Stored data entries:
·····

use axum::{
    Router,
    extract::{Path, State},
    http::StatusCode,
    response::Json,
    routing::{get, post},
};
use serde::{Deserialize, Serialize};
use std::sync::Arc;
use tower_http::cors::CorsLayer;
use tracing_subscriber::{layer::SubscriberExt, util::SubscriberInitExt};
use utoipa::{OpenApi, ToSchema};

use rapidl_client::{
    BackoffPolicy, ClientError, ContentClient, backend_url_from_env_value,
    fetch_attempts_from_env_value,
};
use rapidl_core::{
    ContentError, ContentService, CoreConfig, JobStatus, LOAD_FAILURE_MESSAGE, ViewState,
    config::{indent_step_from_env_value, utc_offset_from_env_value},
};
use rapidl_types::JobId;

/// Application state shared across REST API handlers
///
/// Holds the backend client, which carries the content service configured at startup.
#[derive(Clone)]
struct AppState {
    client: Arc<ContentClient>,
}

impl AppState {
    fn service(&self) -> &ContentService {
        self.client.service()
    }
}

#[derive(Serialize, Deserialize, ToSchema)]
struct HealthRes {
    ok: bool,
    message: String,
}

#[derive(Deserialize, ToSchema)]
struct RenderReq {
    job_id: String,
    /// Job payload exactly as returned by the content backend.
    #[schema(value_type = Object)]
    payload: serde_json::Value,
}

#[derive(Serialize, Deserialize, ToSchema)]
struct ErrorRes {
    message: String,
}

type ApiError = (StatusCode, Json<ErrorRes>);

fn api_error(status: StatusCode, message: impl Into<String>) -> ApiError {
    (
        status,
        Json(ErrorRes {
            message: message.into(),
        }),
    )
}

#[derive(OpenApi)]
#[openapi(
    paths(health, render_document, fetch_document),
    components(schemas(HealthRes, RenderReq, ViewState, JobStatus, ErrorRes))
)]
struct ApiDoc;

/// Main entry point for the rapidl render service
///
/// Serves the document pipeline over REST on the configured address (default: 0.0.0.0:3000).
///
/// # Environment Variables
/// - `RAPIDL_REST_ADDR`: REST server address (default: "0.0.0.0:3000")
/// - `RAPIDL_BACKEND_URL`: content backend base URL (default: "http://localhost:8000")
/// - `RAPIDL_FETCH_ATTEMPTS`: maximum fetch attempts per document (default: 4)
/// - `RAPIDL_UTC_OFFSET`: viewer offset for displayed times (default: host local offset)
/// - `RAPIDL_INDENT_STEP_REM`: indentation per nesting level (default: 1.25)
///
/// # Errors
/// Returns an error if configuration is invalid, the address cannot be bound, or the server
/// fails while running.
#[tokio::main]
async fn main() -> anyhow::Result<()> {
    dotenvy::dotenv().ok();

    tracing_subscriber::registry()
        .with(
            tracing_subscriber::EnvFilter::from_default_env()
                .add_directive("rapidl_run=info".parse()?)
                .add_directive("rapidl_core=info".parse()?)
                .add_directive("rapidl_client=info".parse()?),
        )
        .with(tracing_subscriber::fmt::layer())
        .init();

    let rest_addr = std::env::var("RAPIDL_REST_ADDR").unwrap_or_else(|_| "0.0.0.0:3000".into());
    let backend_url = backend_url_from_env_value(std::env::var("RAPIDL_BACKEND_URL").ok());
    let attempts = fetch_attempts_from_env_value(std::env::var("RAPIDL_FETCH_ATTEMPTS").ok())?;

    let cfg = Arc::new(CoreConfig::new(
        utc_offset_from_env_value(std::env::var("RAPIDL_UTC_OFFSET").ok())?,
        indent_step_from_env_value(std::env::var("RAPIDL_INDENT_STEP_REM").ok())?,
    )?);

    let client = ContentClient::new(
        &backend_url,
        ContentService::new(cfg.clone()),
        BackoffPolicy::with_attempts(attempts),
    )?;

    tracing::info!("++ Starting rapidl REST on {}", rest_addr);
    // `utc_offset = None` follows the host's local offset per request.
    tracing::info!(
        backend = %backend_url,
        utc_offset = ?cfg.configured_utc_offset(),
        "content backend configured"
    );

    let app = router(AppState {
        client: Arc::new(client),
    });

    let listener = tokio::net::TcpListener::bind(&rest_addr).await?;
    axum::serve(listener, app).await?;

    Ok(())
}

fn router(state: AppState) -> Router {
    Router::new()
        .route("/health", get(health))
        .route("/documents/render", post(render_document))
        .route("/documents/:job_id", get(fetch_document))
        .route("/api-docs/openapi.json", get(openapi))
        .layer(CorsLayer::permissive())
        .with_state(state)
}

async fn openapi() -> Json<utoipa::openapi::OpenApi> {
    Json(ApiDoc::openapi())
}

#[utoipa::path(
    get,
    path = "/health",
    responses(
        (status = 200, description = "Health check response", body = HealthRes)
    )
)]
/// Health check endpoint for the REST API
async fn health(State(_state): State<AppState>) -> Json<HealthRes> {
    Json(HealthRes {
        ok: true,
        message: "rapidl REST API is alive".into(),
    })
}

#[utoipa::path(
    post,
    path = "/documents/render",
    request_body = RenderReq,
    responses(
        (status = 200, description = "Processing or rendered document", body = ViewState),
        (status = 400, description = "Invalid job id", body = ErrorRes),
        (status = 422, description = "Document could not be loaded", body = ErrorRes)
    )
)]
/// Render a job payload supplied by the caller
///
/// # Errors
/// Returns `400 Bad Request` for an invalid job id and `422 Unprocessable Entity` if the payload
/// or its blob cannot be decoded.
async fn render_document(
    State(state): State<AppState>,
    Json(req): Json<RenderReq>,
) -> Result<Json<ViewState>, ApiError> {
    let job_id = parse_job_id(&req.job_id)?;

    state
        .service()
        .load_json(&job_id, &req.payload.to_string())
        .map(Json)
        .map_err(|_| api_error(StatusCode::UNPROCESSABLE_ENTITY, LOAD_FAILURE_MESSAGE))
}

#[utoipa::path(
    get,
    path = "/documents/{job_id}",
    params(("job_id" = String, Path, description = "Content job id")),
    responses(
        (status = 200, description = "Processing or rendered document", body = ViewState),
        (status = 400, description = "Invalid job id", body = ErrorRes),
        (status = 422, description = "Document could not be loaded", body = ErrorRes),
        (status = 502, description = "Content backend unavailable", body = ErrorRes)
    )
)]
/// Fetch a job from the content backend and render it
///
/// # Errors
/// Returns `502 Bad Gateway` if the backend cannot be reached or keeps failing, and
/// `422 Unprocessable Entity` if the fetched document cannot be decoded.
async fn fetch_document(
    State(state): State<AppState>,
    Path(job_id): Path<String>,
) -> Result<Json<ViewState>, ApiError> {
    let job_id = parse_job_id(&job_id)?;

    match state.client.load_document(&job_id).await {
        Ok(view) => Ok(Json(view)),
        Err(err) => {
            tracing::error!(%job_id, "fetch document error: {err}");
            let status = match err {
                ClientError::Http(_) | ClientError::Status { .. } => StatusCode::BAD_GATEWAY,
                ClientError::Content(_) => StatusCode::UNPROCESSABLE_ENTITY,
                ClientError::InvalidBackendUrl { .. } => StatusCode::INTERNAL_SERVER_ERROR,
            };
            Err(api_error(status, LOAD_FAILURE_MESSAGE))
        }
    }
}

fn parse_job_id(raw: &str) -> Result<JobId, ApiError> {
    JobId::parse(raw)
        .map_err(ContentError::from)
        .map_err(|err| api_error(StatusCode::BAD_REQUEST, err.to_string()))
}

·····

Your answer must be the lines above, unchanged, from the first one through the line that holds "use tower_http::cors::CorsLayer;", inclusive, and no others.

Result of this task
use axum::{
    Router,
    extract::{Path, State},
    http::StatusCode,
    response::Json,
    routing::{get, post},
};
use serde::{Deserialize, Serialize};
use std::sync::Arc;
use tower_http::cors::CorsLayer;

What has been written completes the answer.